WHAT THIS TASK INVOLVES →
Only an exact repetition of the entries will do.

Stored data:
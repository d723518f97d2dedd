//! The shared JSON settings document and the store that guards it.
//!
//! The document is an open-ended JSON object. Typed accessors cover the keys
//! the application knows about; every other key is carried through a
//! load -> mutate -> save cycle untouched.
//!
//! All writes go through [`SettingsStore::update`], which holds a single
//! mutex across the whole read-modify-write so two savers can never drop each
//! other's changes.

use std::collections::BTreeMap;
use std::fs;
use std::path::{Path, PathBuf};

use parking_lot::Mutex;
use serde::{Deserialize, Serialize};
use serde_json::{Map, Value};
use tracing::{debug, error, info, warn};

use crate::{HotkeyBindings, Result, SettingsError};

const KEY_HOTKEYS: &str = "hotkeys";
const KEY_SELECTED_MODEL: &str = "selected_model";
const KEY_CURRENT_STYLE: &str = "current_waveform_style";
const KEY_STYLE_CONFIGS: &str = "waveform_style_configs";

/// Style used when the document does not name one.
const DEFAULT_STYLE: &str = "modern";

/// The closed set of waveform styles a style config may name.
pub const WAVEFORM_STYLES: [&str; 7] = [
    "modern",
    "retro",
    "minimalist",
    "spectrum",
    "particle",
    "neon_matrix",
    "galaxy_warp",
];

/// Per-style option maps, keyed by style name.
pub type StyleConfigs = BTreeMap<String, Map<String, Value>>;

/// The whole persisted settings document.
#[derive(Debug, Clone, Default, PartialEq, Serialize, Deserialize)]
#[serde(transparent)]
pub struct SettingsDocument {
    entries: Map<String, Value>,
}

TASK ANSWER →
repository d723518f97d2dedd
//! The shared JSON settings document and the store that guards it.
//!
//! The document is an open-ended JSON object. Typed accessors cover the keys
//! the application knows about; every other key is carried through a
//! load -> mutate -> save cycle untouched.
//!
//! All writes go through [`SettingsStore::update`], which holds a single
//! mutex across the whole read-modify-write so two savers can never drop each
//! other's changes.

use std::collections::BTreeMap;
use std::fs;
use std::path::{Path, PathBuf};

use parking_lot::Mutex;
use serde::{Deserialize, Serialize};
use serde_json::{Map, Value};
use tracing::{debug, error, info, warn};

use crate::{HotkeyBindings, Result, SettingsError};

const KEY_HOTKEYS: &str = "hotkeys";
const KEY_SELECTED_MODEL: &str = "selected_model";
const KEY_CURRENT_STYLE: &str = "current_waveform_style";
const KEY_STYLE_CONFIGS: &str = "waveform_style_configs";

/// Style used when the document does not name one.
const DEFAULT_STYLE: &str = "modern";

/// The closed set of waveform styles a style config may name.
pub const WAVEFORM_STYLES: [&str; 7] = [
    "modern",
    "retro",
    "minimalist",
    "spectrum",
    "particle",
    "neon_matrix",
    "galaxy_warp",
];

/// Per-style option maps, keyed by style name.
pub type StyleConfigs = BTreeMap<String, Map<String, Value>>;

/// The whole persisted settings document.
#[derive(Debug, Clone, Default, PartialEq, Serialize, Deserialize)]
#[serde(transparent)]
pub struct SettingsDocument {
    entries: Map<String, Value>,
}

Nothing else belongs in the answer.